Monday, Sep. 24, 1934
Faith in Lyons
By car, bus, tram and dray Australia's citizens flocked to Australia's polls last week to elect a new Parliament. The large turnout did not mean an equally large interest in the election, but merely an effort to avoid the $10 fine imposed on Australians entitled to vote who fail to do so.
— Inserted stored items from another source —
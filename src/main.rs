//! `frepo`: a multi-repo workspace orchestrator driven by a declarative
//! XML manifest.

use std::path::PathBuf;
use std::sync::Arc;

use clap::{Parser, Subcommand};

use frepo::cli::commands::forall::run_forall;
use frepo::cli::commands::init::{run_init, InitArgs};
use frepo::cli::commands::list::run_list;
use frepo::cli::commands::snapshot::run_snapshot;
use frepo::cli::commands::sync::{run_sync, SyncArgs};
use frepo::cli::Output;
use frepo::core::group::GroupFilter;
use frepo::core::manifest::Manifest;
use frepo::settings::{find_workspace_root, Settings};
use frepo::telemetry::{init_telemetry, TelemetryConfig};
use frepo::vcs::{GitDriver, VcsDriver};

#[derive(Parser)]
#[command(
    name = "frepo",
    version,
    about = "Multi-repo workspace orchestrator driven by a declarative XML manifest"
)]
struct Cli {
    #[command(subcommand)]
    command: Commands,
}

#[derive(Subcommand)]
enum Commands {
    /// Clone a manifest repository and fetch every project it names
    Init {
        /// Directory to create the workspace in
        name: String,
        #[arg(short = 'u', long, help = "Manifest repository URL")]
        url: String,
        #[arg(short = 'b', long, help = "Manifest branch to clone")]
        branch: Option<String>,
        #[arg(short = 'g', long, default_value = "", help = "Group filter")]
        group_filter: String,
        #[arg(long, help = "Clone the manifest repository as a mirror")]
        mirror: bool,
        #[arg(short = 'j', long, default_value_t = 4, help = "Parallel fetch threads")]
        threads: usize,
    },

    /// Reconcile the workspace against the manifest repository's current state
    Sync {
        #[arg(short = 'f', long, help = "Allow removing projects with local changes")]
        force: bool,
        #[arg(short = 'b', long, help = "Check out a different manifest branch first")]
        branch: Option<String>,
        #[arg(short = 'g', long, help = "Group filter override")]
        group_filter: Option<String>,
        #[arg(short = 'j', long, default_value_t = 4, help = "Parallel fetch threads")]
        threads: usize,
    },

    /// Pin every project to its current commit in a new manifest branch
    Snapshot {
        /// Name of the snapshot branch and manifest file
        name: String,
        #[arg(short = 'g', long, help = "Group filter")]
        group_filter: Option<String>,
    },

    /// Print the projects a group filter selects
    List {
        #[arg(short = 'g', long, help = "Group filter")]
        group_filter: Option<String>,
    },

    /// Run a command in every project a group filter selects
    Forall {
        #[arg(short = 'g', long, help = "Group filter")]
        group_filter: Option<String>,
        #[arg(short = 'p', long, help = "Print a 'project <path>' line before each run")]
        prepend_project: bool,
        #[arg(
            short = 'c',
            long = "command",
            num_args = 1..,
            trailing_var_arg = true,
            allow_hyphen_values = true,
            help = "Command (and arguments) to run"
        )]
        command: Vec<String>,
    },
}

#[tokio::main]
async fn main() {
    let _guard = match init_telemetry(&TelemetryConfig::default()) {
        Ok(guard) => guard,
        Err(e) => {
            eprintln!("failed to initialize logging: {e}");
            std::process::exit(1);
        }
    };

    let cli = Cli::parse();
    let success = match run(cli).await {
        Ok(success) => success,
        Err(e) => {
            Output::error(&format!("{e}"));
            false
        }
    };

    std::process::exit(if success { 0 } else { 1 });
}

async fn run(cli: Cli) -> anyhow::Result<bool> {
    match cli.command {
        Commands::Init {
            name,
            url,
            branch,
            group_filter,
            mirror,
            threads,
        } => {
            let target_dir = PathBuf::from(&name);
            let vcs: Arc<dyn VcsDriver> = Arc::new(GitDriver);
            let args = InitArgs {
                target_dir: &target_dir,
                manifest_url: &url,
                branch: branch.as_deref(),
                group_filter: &group_filter,
                mirror,
                threads,
            };
            run_init(&vcs, args).await?;
            Ok(true)
        }

        Commands::Sync {
            force,
            branch,
            group_filter,
            threads,
        } => {
            let workspace_root = find_workspace_root(&std::env::current_dir()?)?;
            let settings = Settings::load(&workspace_root);
            let vcs: Arc<dyn VcsDriver> = Arc::new(GitDriver);
            let args = SyncArgs {
                force,
                branch_override: branch.as_deref(),
                group_filter_override: group_filter.as_deref(),
                threads,
            };
            let all_succeeded = run_sync(&vcs, &workspace_root, &settings, args).await?;
            Ok(all_succeeded)
        }

        Commands::Snapshot { name, group_filter } => {
            let workspace_root = find_workspace_root(&std::env::current_dir()?)?;
            let settings = Settings::load(&workspace_root);
            let vcs: Arc<dyn VcsDriver> = Arc::new(GitDriver);
            let filter_spec = group_filter.or(settings.group_filter.clone()).unwrap_or_default();
            run_snapshot(
                &vcs,
                &workspace_root,
                &settings,
                &name,
                &GroupFilter::parse(&filter_spec),
            )?;
            Ok(true)
        }

        Commands::List { group_filter } => {
            let workspace_root = find_workspace_root(&std::env::current_dir()?)?;
            let settings = Settings::load(&workspace_root);
            let manifest = load_manifest(&workspace_root, &settings)?;
            let filter_spec = group_filter.or(settings.group_filter).unwrap_or_default();
            run_list(&manifest, &GroupFilter::parse(&filter_spec));
            Ok(true)
        }

        Commands::Forall {
            group_filter,
            prepend_project,
            command,
        } => {
            let workspace_root = find_workspace_root(&std::env::current_dir()?)?;
            let settings = Settings::load(&workspace_root);
            let manifest = load_manifest(&workspace_root, &settings)?;
            let filter_spec = group_filter.or(settings.group_filter).unwrap_or_default();
            let all_succeeded = run_forall(
                &workspace_root,
                &manifest,
                &GroupFilter::parse(&filter_spec),
                &command,
                prepend_project,
            )?;
            Ok(all_succeeded)
        }
    }
}

fn load_manifest(workspace_root: &std::path::Path, settings: &Settings) -> anyhow::Result<Manifest> {
    let content = std::fs::read_to_string(settings.manifest_path(workspace_root))?;
    Ok(Manifest::parse(&content)?)
}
When returns came in Conservatives breathed with relief. After a campaign in which tousle-haired Joseph Aloysius Lyons, "the Honest Man from Tasmania," had flown over 7,000 miles in a plane branded FAITH IN AUSTRALIA, he found himself still Premier with his Cabinet intact. His United Australia Party, with the help of the Country Party, retains a shrunken but safe majority in both Houses. Enticing schemes of government inflation advocated by both the Dominion's former Laborite Premier J. H. Scullin and the irrepressible J. S. Lang of New South Wales seemed safely shelved. Langites took comfort in the fact that though defeated, their leader polled three times as many votes as he did at the time of his great defeat in 1931.
If public opinion has reduced cautious Joe Lyons' majority in Parliament, private industry has increased his progeny at home. When the penny-pinching Tasmanian became Premier of Australia three years ago he boasted nine children. Now he has eleven.